We are proud to share an exciting milestone: our latest research has been published in Nature Communications!
This achievement is the result of three years of work within the European Graphene-CORE3 project (Spear Head 5 – GRAPES), focused on the industrial development of perovskite/silicon tandem technology through the integration of advanced 2D materials—within the broader framework of the Graphene Flagship initiative.
This work stems from a strong joint effort between academia and industry. In particular, we acknowledge the collaboration between the Università di Roma Tor Vergata (CHOSE Centre for Hybrid and Organic Solar Energy ), the
Hellenic Mediterranean University (Institute of Emerging Technologies), and key industrial partners—most notably 3SUN (Enel), whose bifacial silicon heterojunction technology serves as the bottom cell in the tandem panels developed in this study.

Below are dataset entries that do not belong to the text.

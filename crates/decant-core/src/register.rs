//! x86 architectural registers.
//!
//! Registers of one class are laid out contiguously so the decoder can index
//! them as `base + n`.

use strum::{EnumCount, EnumIter, FromRepr, IntoStaticStr};

/// An x86 register.
#[allow(non_camel_case_types)]
#[derive(
    Debug, Clone, Copy, PartialEq, Eq, Hash, PartialOrd, Ord, Default, EnumCount, EnumIter, FromRepr, IntoStaticStr,
)]
#[cfg_attr(feature = "serde", derive(serde::Serialize, serde::Deserialize))]
#[strum(serialize_all = "lowercase")]
#[repr(u8)]
pub enum Register {
    /// No register
    #[default]
    None,

    // 8-bit general purpose
    AL,
    CL,
    DL,
    BL,
    AH,
    CH,
    DH,
    BH,
    SPL,
    BPL,
    SIL,
    DIL,
    R8L,
    R9L,
    R10L,
    R11L,
    R12L,
    R13L,
    R14L,
    R15L,

    // 16-bit general purpose
    AX,
    CX,
    DX,
    BX,
    SP,
    BP,
    SI,
    DI,
    R8W,
    R9W,
    R10W,
    R11W,
    R12W,
    R13W,
    R14W,
    R15W,

    // 32-bit general purpose
    EAX,
    ECX,
    EDX,
    EBX,
    ESP,
    EBP,
    ESI,
    EDI,
    R8D,
    R9D,
    R10D,
    R11D,
    R12D,
    R13D,
    R14D,
    R15D,

    // 64-bit general purpose
    RAX,
    RCX,
    RDX,
    RBX,
    RSP,
    RBP,
    RSI,
    RDI,
    R8,
    R9,
    R10,
    R11,
    R12,
    R13,
    R14,
    R15,

    // Instruction pointers
    EIP,
    RIP,

    // Segment registers
    ES,
    CS,
    SS,
    DS,
    FS,
    GS,

    // SSE
    XMM0,
    XMM1,
    XMM2,
    XMM3,
    XMM4,
    XMM5,
    XMM6,
    XMM7,
    XMM8,
    XMM9,
    XMM10,
    XMM11,
    XMM12,
    XMM13,
    XMM14,
    XMM15,
    XMM16,
    XMM17,
    XMM18,
    XMM19,
    XMM20,
    XMM21,
    XMM22,
    XMM23,
    XMM24,
    XMM25,
    XMM26,
    XMM27,
    XMM28,
    XMM29,
    XMM30,
    XMM31,

    // AVX
    YMM0,
    YMM1,
    YMM2,
    YMM3,
    YMM4,
    YMM5,
    YMM6,
    YMM7,
    YMM8,
    YMM9,
    YMM10,
    YMM11,
    YMM12,
    YMM13,
    YMM14,
    YMM15,
    YMM16,
    YMM17,
    YMM18,
    YMM19,
    YMM20,
    YMM21,
    YMM22,
    YMM23,
    YMM24,
    YMM25,
    YMM26,
    YMM27,
    YMM28,
    YMM29,
    YMM30,
    YMM31,

    // AVX-512
    ZMM0,
    ZMM1,
    ZMM2,
    ZMM3,
    ZMM4,
    ZMM5,
    ZMM6,
    ZMM7,
    ZMM8,
    ZMM9,
    ZMM10,
    ZMM11,
    ZMM12,
    ZMM13,
    ZMM14,
    ZMM15,
    ZMM16,
    ZMM17,
    ZMM18,
    ZMM19,
    ZMM20,
    ZMM21,
    ZMM22,
    ZMM23,
    ZMM24,
    ZMM25,
    ZMM26,
    ZMM27,
    ZMM28,
    ZMM29,
    ZMM30,
    ZMM31,

    // Opmask
    K0,
    K1,
    K2,
    K3,
    K4,
    K5,
    K6,
    K7,

    // MMX
    MM0,
    MM1,
    MM2,
    MM3,
    MM4,
    MM5,
    MM6,
    MM7,

    // x87 stack
    ST0,
    ST1,
    ST2,
    ST3,
    ST4,
    ST5,
    ST6,
    ST7,
}

impl Register {
    /// Returns the register `n` places after `self`, if it exists.
    pub fn offset(self, n: u32) -> Option<Self> {
        u8::try_from(self as u32 + n).ok().and_then(Self::from_repr)
    }

    /// 8-bit register (`AL`..`R15L`, `SPL`..`DIL`).
    pub fn is_gpr8(self) -> bool {
        (Self::AL..=Self::R15L).contains(&self)
    }

    /// 16-bit general purpose register.
    pub fn is_gpr16(self) -> bool {
        (Self::AX..=Self::R15W).contains(&self)
    }

    /// 32-bit general purpose register.
    pub fn is_gpr32(self) -> bool {
        (Self::EAX..=Self::R15D).contains(&self)
    }

    /// 64-bit general purpose register.
    pub fn is_gpr64(self) -> bool {
        (Self::RAX..=Self::R15).contains(&self)
    }

    /// Any general purpose register.
    pub fn is_gpr(self) -> bool {
        (Self::AL..=Self::R15).contains(&self)
    }

    pub fn is_segment(self) -> bool {
        (Self::ES..=Self::GS).contains(&self)
    }

    pub fn is_xmm(self) -> bool {
        (Self::XMM0..=Self::XMM31).contains(&self)
    }

    pub fn is_ymm(self) -> bool {
        (Self::YMM0..=Self::YMM31).contains(&self)
    }

    pub fn is_zmm(self) -> bool {
        (Self::ZMM0..=Self::ZMM31).contains(&self)
    }

    /// Opmask register `K0`..`K7`.
    pub fn is_k(self) -> bool {
        (Self::K0..=Self::K7).contains(&self)
    }

    pub fn is_mm(self) -> bool {
        (Self::MM0..=Self::MM7).contains(&self)
    }

    pub fn is_st(self) -> bool {
        (Self::ST0..=Self::ST7).contains(&self)
    }

    /// First register of this register's class.
    fn class_base(self) -> Self {
        match self {
            Self::None => Self::None,
            r if r.is_gpr8() => Self::AL,
            r if r.is_gpr16() => Self::AX,
            r if r.is_gpr32() => Self::EAX,
            r if r.is_gpr64() => Self::RAX,
            Self::EIP | Self::RIP => self,
            r if r.is_segment() => Self::ES,
            r if r.is_xmm() => Self::XMM0,
            r if r.is_ymm() => Self::YMM0,
            r if r.is_zmm() => Self::ZMM0,
            r if r.is_k() => Self::K0,
            r if r.is_mm() => Self::MM0,
            _ => Self::ST0,
        }
    }

    /// Register number within its class.
    ///
    /// 8-bit registers follow the REX encoding: `SPL`..`DIL` are 4..7 and
    /// `AH`..`BH` also report 4..7.
    pub fn number(self) -> u32 {
        match self {
            r if (Self::AH..=Self::BH).contains(&r) => r as u32 - Self::AL as u32,
            r if (Self::SPL..=Self::DIL).contains(&r) => r as u32 - Self::SPL as u32 + 4,
            r if (Self::R8L..=Self::R15L).contains(&r) => r as u32 - Self::R8L as u32 + 8,
            r => r as u32 - r.class_base() as u32,
        }
    }

    /// Size of the register in bytes (0 for `None`).
    pub fn size(self) -> usize {
        match self.class_base() {
            Self::None => 0,
            Self::AL => 1,
            Self::AX | Self::ES => 2,
            Self::EAX | Self::EIP => 4,
            Self::RAX | Self::RIP | Self::K0 | Self::MM0 => 8,
            Self::XMM0 => 16,
            Self::YMM0 => 32,
            Self::ZMM0 => 64,
            _ => 10,
        }
    }

    /// Lower-case register name.
    pub fn name(self) -> &'static str {
        self.into()
    }
}

#[cfg(test)]
mod tests {
    use super::*;

    #[test]
    fn test_offset() {
        assert_eq!(Register::XMM0.offset(17), Some(Register::XMM17));
        assert_eq!(Register::K0.offset(3), Some(Register::K3));
        assert_eq!(Register::ST0.offset(8), None);
    }

    #[test]
    fn test_number_and_size() {
        assert_eq!(Register::R9D.number(), 9);
        assert_eq!(Register::SIL.number(), 6);
        assert_eq!(Register::BH.number(), 7);
        assert_eq!(Register::ZMM31.number(), 31);
        assert_eq!(Register::RSP.size(), 8);
        assert_eq!(Register::YMM3.size(), 32);
        assert_eq!(Register::DS.size(), 2);
        assert_eq!(Register::None.size(), 0);
    }

    #[test]
    fn test_classes() {
        assert!(Register::R15L.is_gpr8());
        assert!(Register::R8W.is_gpr16());
        assert!(!Register::RIP.is_gpr64());
        assert!(Register::K7.is_k());
        assert!(Register::XMM31.is_xmm() && !Register::XMM31.is_ymm());
    }

    #[test]
    fn test_name() {
        assert_eq!(Register::XMM5.name(), "xmm5");
        assert_eq!(Register::R12L.name(), "r12l");
        assert_eq!(Register::None.name(), "none");
    }
}
#[cfg(test)]
mod tests {
    use super::*;
    use crate::x86::dispatch::dispatch;

    fn decode(bytes: &[u8], bitness: Bitness) -> Result<Instruction, DecodeError> {
        let mut cursor = ByteCursor::new(bytes, 0);
        let (mut prefixes, first) = Prefixes::scan(&mut cursor, bitness)?;
        let selected = dispatch(&mut cursor, bitness, &mut prefixes, first)?;
        assemble(&mut cursor, bitness, 0x1000, &prefixes, &selected)
    }

    #[test]
    fn test_rex_byte_registers() {
        // mov sil, al needs REX to reach SIL
        let instr = decode(&[0x40, 0x88, 0xC6], Bitness::Bits64).unwrap();
        assert_eq!(instr.code(), Code::Mov_Eb_Gb);
        assert_eq!(instr.op_register(0), Register::SIL);
        assert_eq!(instr.op_register(1), Register::AL);

        let instr = decode(&[0x88, 0xC6], Bitness::Bits64).unwrap();
        assert_eq!(instr.op_register(0), Register::DH);
    }

    #[test]
    fn test_sized_code_selection() {
        let instr = decode(&[0x66, 0x01, 0xC8], Bitness::Bits64).unwrap();
        assert_eq!(instr.code(), Code::Add_Ew_Gw);
        assert_eq!(instr.op_register(0), Register::AX);

        let instr = decode(&[0x49, 0x01, 0xC8], Bitness::Bits64).unwrap();
        assert_eq!(instr.code(), Code::Add_Eq_Gq);
        assert_eq!(instr.op_register(0), Register::R8);
    }

    #[test]
    fn test_opcode_register_with_rex_b() {
        let instr = decode(&[0x41, 0x5F], Bitness::Bits64).unwrap();
        assert_eq!(instr.code(), Code::Pop_R15);
        assert_eq!(instr.op_register(0), Register::R15);

        let instr = decode(&[0x41, 0xB4, 0x01], Bitness::Bits64).unwrap();
        assert_eq!(instr.code(), Code::Mov_R12L_Ib);
        assert_eq!(instr.op_register(0), Register::R12L);
    }

    #[test]
    fn test_lock_rules() {
        let instr = decode(&[0xF0, 0x01, 0x08], Bitness::Bits32).unwrap();
        assert!(instr.has_lock_prefix());
        assert_eq!(
            decode(&[0xF0, 0x01, 0xC8], Bitness::Bits32).unwrap_err(),
            DecodeError::invalid("LOCK prefix not allowed")
        );
        assert_eq!(
            decode(&[0xF0, 0x90], Bitness::Bits32).unwrap_err(),
            DecodeError::invalid("LOCK prefix not allowed")
        );
    }

    #[test]
    fn test_mode_restrictions() {
        assert_eq!(
            decode(&[0x60], Bitness::Bits64).unwrap_err(),
            DecodeError::invalid("instruction not valid in 64-bit mode")
        );
        assert_eq!(
            decode(&[0x0F, 0x01, 0xF8], Bitness::Bits32).unwrap_err(),
            DecodeError::invalid("instruction only valid in 64-bit mode")
        );
        // LEA with a register operand
        assert_eq!(
            decode(&[0x8D, 0xC0], Bitness::Bits32).unwrap_err(),
            DecodeError::invalid("register operand on a memory-only form")
        );
    }

    #[test]
    fn test_segment_register_operand() {
        let instr = decode(&[0x8E, 0xD8], Bitness::Bits32).unwrap();
        assert_eq!(instr.op_register(0), Register::DS);
        assert_eq!(
            decode(&[0x8E, 0xC8], Bitness::Bits32).unwrap_err(),
            DecodeError::invalid("CS is not a valid destination")
        );
        assert_eq!(
            decode(&[0x8C, 0xF0], Bitness::Bits32).unwrap_err(),
            DecodeError::invalid("reserved segment register")
        );
    }

    #[test]
    fn test_moffs() {
        let instr = decode(&[0xA1, 1, 2, 3, 4, 5, 6, 7, 8], Bitness::Bits64).unwrap();
        assert_eq!(instr.code(), Code::Mov_EAX_Od);
        assert_eq!(instr.op_kind(1), OpKind::Memory64);
        assert_eq!(instr.memory_address64(), 0x0807_0605_0403_0201);
        assert_eq!(instr.memory_size(), MemorySize::UInt32);
        assert_eq!(instr.memory_segment(), Register::DS);
        assert_eq!(instr.len(), 9);

        let instr = decode(&[0x64, 0xA0, 0x34, 0x12], Bitness::Bits16).unwrap();
        assert_eq!(instr.op_kind(1), OpKind::Memory);
        assert_eq!(instr.memory_displacement(), 0x1234);
        assert_eq!(instr.memory_displ_size(), 2);
        assert_eq!(instr.memory_segment(), Register::FS);
    }

    #[test]
    fn test_string_operands() {
        let instr = decode(&[0xA4], Bitness::Bits32).unwrap();
        assert_eq!(instr.code(), Code::Movsb_Yb_Xb);
        assert_eq!(instr.op_kind(0), OpKind::MemoryESEDI);
        assert_eq!(instr.op_kind(1), OpKind::MemorySegESI);
        assert_eq!(instr.memory_segment(), Register::DS);

        let instr = decode(&[0xF3, 0x48, 0xAB], Bitness::Bits64).unwrap();
        assert_eq!(instr.code(), Code::Stosq_Yq_RAX);
        assert_eq!(instr.op_kind(0), OpKind::MemoryESRDI);
        assert_eq!(instr.memory_segment(), Register::ES);
        assert_eq!(instr.memory_size(), MemorySize::UInt64);
        assert!(instr.has_repe_prefix());
    }

    #[test]
    fn test_xlat() {
        let instr = decode(&[0xD7], Bitness::Bits64).unwrap();
        assert_eq!(instr.memory_base(), Register::RBX);
        assert_eq!(instr.memory_index(), Register::AL);
        assert_eq!(instr.memory_size(), MemorySize::UInt8);
    }

    #[test]
    fn test_immediate_follows_displacement() {
        // add dword [eax+0x10], 0x12345678
        let instr = decode(&[0x81, 0x40, 0x10, 0x78, 0x56, 0x34, 0x12], Bitness::Bits32).unwrap();
        assert_eq!(instr.memory_displacement(), 0x10);
        assert_eq!(instr.op_kind(1), OpKind::Immediate32);
        assert_eq!(instr.immediate32(), 0x1234_5678);
        assert_eq!(instr.len(), 7);
    }

    #[test]
    fn test_relative_branch() {
        let instr = decode(&[0xE8, 0x00, 0x01, 0x00, 0x00], Bitness::Bits64).unwrap();
        assert_eq!(instr.code(), Code::Call_Jd64);
        assert_eq!(instr.op_kind(0), OpKind::NearBranch64);
        assert_eq!(instr.near_branch64(), 0x1105);
    }

    #[test]
    fn test_far_pointer() {
        let instr = decode(&[0xEA, 0x78, 0x56, 0x34, 0x12, 0x08, 0x00], Bitness::Bits32).unwrap();
        assert_eq!(instr.code(), Code::Jmp_Adw);
        assert_eq!(instr.op_kind(0), OpKind::FarBranch32);
        assert_eq!(instr.far_branch32(), 0x1234_5678);
        assert_eq!(instr.far_branch_selector(), 8);
    }

    #[test]
    fn test_enter_two_immediates() {
        let instr = decode(&[0xC8, 0x10, 0x00, 0x01], Bitness::Bits32).unwrap();
        assert_eq!(instr.op_kind(0), OpKind::Immediate16);
        assert_eq!(instr.op_kind(1), OpKind::Immediate8_2nd);
        assert_eq!(instr.immediate16(), 0x10);
        assert_eq!(instr.immediate8_2nd(), 1);
    }

    #[test]
    fn test_evex_attributes_applied() {
        let instr = decode(&[0x62, 0xF2, 0x7D, 0x8B, 0x20, 0x50, 0x01], Bitness::Bits16).unwrap();
        assert_eq!(instr.encoding(), EncodingKind::Evex);
        assert_eq!(instr.op_mask(), Register::K3);
        assert!(instr.zeroing_masking());
        assert_eq!(instr.memory_displacement(), 8);
    }

    #[test]
    fn test_vex_lock_rejected() {
        assert_eq!(
            decode(&[0xF0, 0xC5, 0xF8, 0x10, 0x00], Bitness::Bits64).unwrap_err(),
            DecodeError::invalid("LOCK prefix on a VEX/EVEX instruction")
        );
    }
}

In our research, we introduce an innovative approach based on a field-effect junction within the perovskite layer, enabled by advanced interface engineering and the use of Cl-terminated MXenes. The semi-transparent perovskite top modules achieve efficiencies exceeding 16% and are successfully integrated into large-area (0.2 m²) 4T tandem panels compatible with existing Si-HJT production lines.
Among the key outcomes:
🔹 Scalable 4T tandem architecture with industrial compatibility
🔹 Semi-transparent perovskite modules with >16% efficiency
🔹 Demonstration on 0.2 m² tandem panels
🔹 Power Generation Density (PGD) > 23 mW/cm² under 30% albedo conditions
🔹 Excellent outdoor operational stability
These results represent a concrete step toward the commercialization of tandem photovoltaics, highlighting the transformative potential of combining perovskites with silicon and 2D materials for efficient, scalable, and industrially viable solar technologies.
A sincere thank you to all collaborators and partners who made this possible. We look forward to continuing this journey toward more efficient, stable, and sustainable energy solutions.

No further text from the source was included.